He shook him, once, gently. Jesper's head lolled against Jens' shoulder, soft, completely trusting, completely absent. The dimples were gone. The sharpness was gone. Just the face, just the beautiful face, present as an object and gone as a person.
"Jesper, please—"
He turned to Yuki.
Yuki was still in lotus. He had the tea in both hands and he lifted it and drank from it and watched Jens with eyes that were sad and peaceful in a combination that had no right to exist.
"Yuki." The level voice cracked right down the middle. "Please. He won't wake up. Tell me what's happening. Tell me how to—" He stopped. Steadied. "Something could be wrong with him. You have to—this can't happen to him, Yuki, you have to help him, please—"
Yuki lowered the cup.
"Is ok." His voice was very gentle. The kind of gentle that has accepted something. "He peace now. He no pain. He no hurt. Me promise." A pause. "But me no can help."
Jens looked at him.
He looked at Jesper.
He stood up.
He picked Jesper up — easily, the way you pick up something that weighs nothing because it has offered itself to your arms completely — and he moved toward the door, and Jesper hung against his chest like the most beautiful piece of evidence that he was still alive, still breathing, still there, and Jens was going to get him outside, going to get him air, going to get him—
Yuki stood in the way.
He wasn't blocking. He was standing. There was a difference and it was important and Jens registered it and also didn't care.
"Move."
Yuki reached out and took Jesper's limp hand. Just held it, gently, the way you'd hold a door open for someone. Guiding without pulling. Gesturing, with his eyes, toward the couch.

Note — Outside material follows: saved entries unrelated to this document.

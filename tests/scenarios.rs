use galley_shooter::Tuning;
use galley_shooter::consts::*;
use galley_shooter::sim::progression;
use galley_shooter::sim::{
    AudioCue, EntityKind, GameEvent, Level, Phase, TickInput, Visual, World, tick,
};
use glam::Vec2;

fn idle() -> TickInput {
    TickInput::default()
}

fn count(events: &[GameEvent], pred: impl Fn(&GameEvent) -> bool) -> usize {
    events.iter().filter(|e| pred(e)).count()
}

/// World already in the boss fight, with boss fire disabled
fn boss_fight(boss_hp: i32) -> World {
    let tuning = Tuning {
        upgrade_banner_ms: None,
        boss_fire_percent: 0,
        ..Tuning::default()
    };
    let mut world = World::new(3, tuning);
    world.state.score = 200;
    world.state.level = Level::Two;
    world.state.phase = Phase::Level2;
    progression::evaluate_transitions(&mut world);
    assert_eq!(world.state.phase, Phase::Level3Boss);

    let boss = world.store.boss().unwrap().id;
    world.store.get_mut(boss).unwrap().hp = boss_hp;
    world.state.boss_health = boss_hp;
    world.drain_events();
    world
}

fn shoot_boss(world: &mut World) {
    let pos = world.store.boss().unwrap().pos;
    world
        .store
        .spawn(EntityKind::PlayerBullet, pos, Vec2::ZERO, 1, Visual::Shot);
}

#[test]
fn level2_threshold_starts_boss_stage_once() {
    let mut world = World::new(11, Tuning::default());
    world.state.score = 190;
    world.state.level = Level::Two;
    world.state.phase = Phase::Level2;
    world.store.spawn(
        EntityKind::Enemy,
        Vec2::new(100.0, 200.0),
        Vec2::ZERO,
        1,
        Visual::AlienBlue,
    );
    world.store.spawn(
        EntityKind::PlayerBullet,
        Vec2::new(100.0, 205.0),
        Vec2::ZERO,
        1,
        Visual::Shot,
    );

    let mut events = tick(&mut world, &idle());
    assert_eq!(world.state.score, 200);
    assert_eq!(world.state.phase, Phase::Level3Intro);
    assert_eq!(world.state.level, Level::Three);

    for _ in 0..300 {
        events.extend(tick(&mut world, &idle()));
        if world.state.game_over {
            break;
        }
    }

    assert_eq!(
        count(&events, |e| matches!(e, GameEvent::BannerShown { .. })),
        1
    );
    assert_eq!(
        count(&events, |e| matches!(
            e,
            GameEvent::EntitySpawned {
                kind: EntityKind::Boss,
                ..
            }
        )),
        1
    );
    assert_eq!(
        count(&events, |e| *e == GameEvent::Audio(AudioCue::BossLoopStart)),
        1
    );
    // Upgraded ship replaced the whale
    assert_eq!(world.store.player().unwrap().visual, Visual::Ship);
}

#[test]
fn galley_preset_upgrades_without_banner() {
    let mut world = World::new(5, Tuning::from_preset(galley_shooter::TuningPreset::Galley));
    world.state.score = 200;
    world.state.level = Level::Two;
    world.state.phase = Phase::Level2;
    let events = tick(&mut world, &idle());
    assert_eq!(world.state.phase, Phase::Level3Boss);
    assert_eq!(
        count(&events, |e| matches!(e, GameEvent::BannerShown { .. })),
        0
    );
    assert!(world.store.boss().is_some());
    assert!(events.contains(&GameEvent::BossHealthBarUpdated(1.0)));
}

#[test]
fn boss_fight_win_and_restart() {
    let mut world = boss_fight(3);
    let mut events = Vec::new();

    for expected in [2, 1] {
        shoot_boss(&mut world);
        events.extend(tick(&mut world, &idle()));
        assert_eq!(world.state.boss_health, expected);
        assert_eq!(world.state.phase, Phase::Level3Boss);
    }

    shoot_boss(&mut world);
    events.extend(tick(&mut world, &idle()));
    assert_eq!(world.state.boss_health, 0);
    assert_eq!(world.state.phase, Phase::Won);
    assert!(!world.state.game_over);
    let boss = world.store.boss().unwrap();
    assert!(!boss.active);
    let boss_x = boss.pos.x;

    // Stale overlap against the inert boss
    world.store.spawn(
        EntityKind::PlayerBullet,
        world.store.boss().unwrap().pos,
        Vec2::ZERO,
        1,
        Visual::Shot,
    );
    events.extend(tick(&mut world, &idle()));
    assert_eq!(world.state.score, 200);
    assert_eq!(world.state.boss_health, 0);
    // Inert boss no longer patrols
    assert_eq!(world.store.boss().unwrap().pos.x, boss_x);

    for _ in 0..20 {
        events.extend(tick(&mut world, &idle()));
    }
    assert!(world.state.game_over);
    assert!(world.store.boss().is_none());
    assert_eq!(count(&events, |e| *e == GameEvent::WonShown), 1);
    assert_eq!(
        count(&events, |e| matches!(e, GameEvent::CameraShake { duration_ms: 250, .. })),
        1
    );
    assert_eq!(
        count(&events, |e| *e == GameEvent::Audio(AudioCue::BossDefeated)),
        1
    );

    let restart = TickInput {
        restart: true,
        ..Default::default()
    };
    let events = tick(&mut world, &restart);
    assert!(events.contains(&GameEvent::GameReset));
    assert!(events.contains(&GameEvent::ScoreChanged(0)));
    assert_eq!(world.state.health, 3);
    assert_eq!(world.state.score, 0);
    assert_eq!(world.state.level, Level::One);
    assert_eq!(world.state.phase, Phase::Level1);
    assert!(world.state.boss.is_none());
    assert_eq!(world.store.len(), 1);
    assert_eq!(world.store.player().unwrap().pos, PLAYER_START);
}

#[test]
fn boss_stage_death_keeps_score_until_restart() {
    let mut world = boss_fight(500);
    world.state.health = 1;
    let player = world.store.player().unwrap().pos;
    world.store.spawn(
        EntityKind::BossProjectile,
        player,
        Vec2::ZERO,
        1,
        Visual::BossLaser,
    );

    let events = tick(&mut world, &idle());
    assert!(events.contains(&GameEvent::GameOverShown));
    assert!(events.contains(&GameEvent::HealthChanged(0)));
    assert!(world.state.game_over);
    assert_eq!(world.state.phase, Phase::GameOver);
    assert_eq!(world.state.score, 200);
    assert_eq!(world.state.level, Level::Three);
    assert_eq!(world.state.health, 0);

    // Frozen until restart
    let boss_x = world.store.boss().unwrap().pos.x;
    for _ in 0..30 {
        assert!(tick(&mut world, &idle()).is_empty());
    }
    assert_eq!(world.store.boss().unwrap().pos.x, boss_x);

    let restart = TickInput {
        restart: true,
        ..Default::default()
    };
    let events = tick(&mut world, &restart);
    assert!(events.contains(&GameEvent::Audio(AudioCue::BossLoopStop)));
    assert_eq!(world.state.health, 3);
    assert_eq!(world.state.score, 0);
    assert_eq!(world.state.level, Level::One);
    assert!(world.store.boss().is_none());
    for kind in [
        EntityKind::Enemy,
        EntityKind::PlayerBullet,
        EntityKind::EnemyProjectile,
        EntityKind::BossProjectile,
        EntityKind::Boss,
    ] {
        assert_eq!(world.store.count(kind), 0);
    }
}

#[test]
fn level1_death_restarts_immediately() {
    let mut world = World::new(21, Tuning::default());
    world.state.score = 60;
    world.state.health = 1;
    world.store.spawn(
        EntityKind::Enemy,
        PLAYER_START,
        Vec2::ZERO,
        3,
        Visual::AlienPink,
    );

    let events = tick(&mut world, &idle());
    assert!(events.contains(&GameEvent::GameReset));
    assert!(!events.contains(&GameEvent::GameOverShown));
    assert!(!world.state.game_over);
    assert_eq!(world.state.health, 3);
    assert_eq!(world.state.score, 0);
    assert_eq!(world.state.level, Level::One);

    // Play continues without a restart input
    let ticks = world.state.time_ticks;
    tick(&mut world, &idle());
    assert_eq!(world.state.time_ticks, ticks + 1);
}

#[test]
fn multiple_hits_in_one_tick_stop_at_reset() {
    let mut world = World::new(8, Tuning::default());
    world.state.health = 1;
    for dx in [-4.0, 0.0, 4.0] {
        world.store.spawn(
            EntityKind::EnemyProjectile,
            PLAYER_START + Vec2::new(dx, 0.0),
            Vec2::ZERO,
            1,
            Visual::Meteor,
        );
    }
    tick(&mut world, &idle());
    // Hits after the fatal one belong to the discarded run
    assert_eq!(world.state.health, 3);
}

#[test]
fn falling_enemy_is_pruned_below_playfield() {
    let mut world = World::new(2, Tuning::default());
    let enemy = world.store.spawn(
        EntityKind::Enemy,
        Vec2::new(60.0, PLAYFIELD_HEIGHT),
        Vec2::new(0.0, ENEMY_FALL_SPEED),
        3,
        Visual::AlienBeige,
    );
    let mut destroyed = false;
    for _ in 0..120 {
        let events = tick(&mut world, &idle());
        destroyed |= events.contains(&GameEvent::EntityDestroyed { id: enemy });
    }
    assert!(destroyed);
    assert!(!world.store.contains(enemy));
    assert_eq!(world.state.health, 3);
}

#[test]
fn autopilot_session_makes_progress() {
    let mut world = World::new(2024, Tuning::default());
    let input = TickInput {
        autopilot: true,
        ..Default::default()
    };
    let mut best = 0;
    for _ in 0..60 * 60 * 3 {
        tick(&mut world, &input);
        best = best.max(world.state.score);
        assert!(world.state.health >= 0);
    }
    assert!(best > 0, "autopilot never scored");
}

"Where go," Yuki said. Not a question. Just the observation. "He no wake up if dream not yet finish."
"Then I'll take him somewhere where the dream doesn't—"
"He no wake up," Yuki said again. Softer. "Not here. Not outside. Dream is here." He touched his own chest. "Not house."
Jens stood in the middle of the room holding Jesper and his lungs were doing something complicated.
Yuki didn't let go of Jesper's hand. He guided it very slowly, gesturing back toward the couch, toward Jens' arms rather than away from them — keeping Jesper with him, not taking him, just indicating that the going-back was the option, the only option, and that it was okay, and that being with Jesper even in this was more than being separated from him in search of a solution that didn't exist in the hallway.
"Is ok," Yuki said again. "Jesper sleep. Good for him. You must let go."
"I'm not letting him go."
"Let go of the scared," Yuki clarified, very quietly. "Not Jesper."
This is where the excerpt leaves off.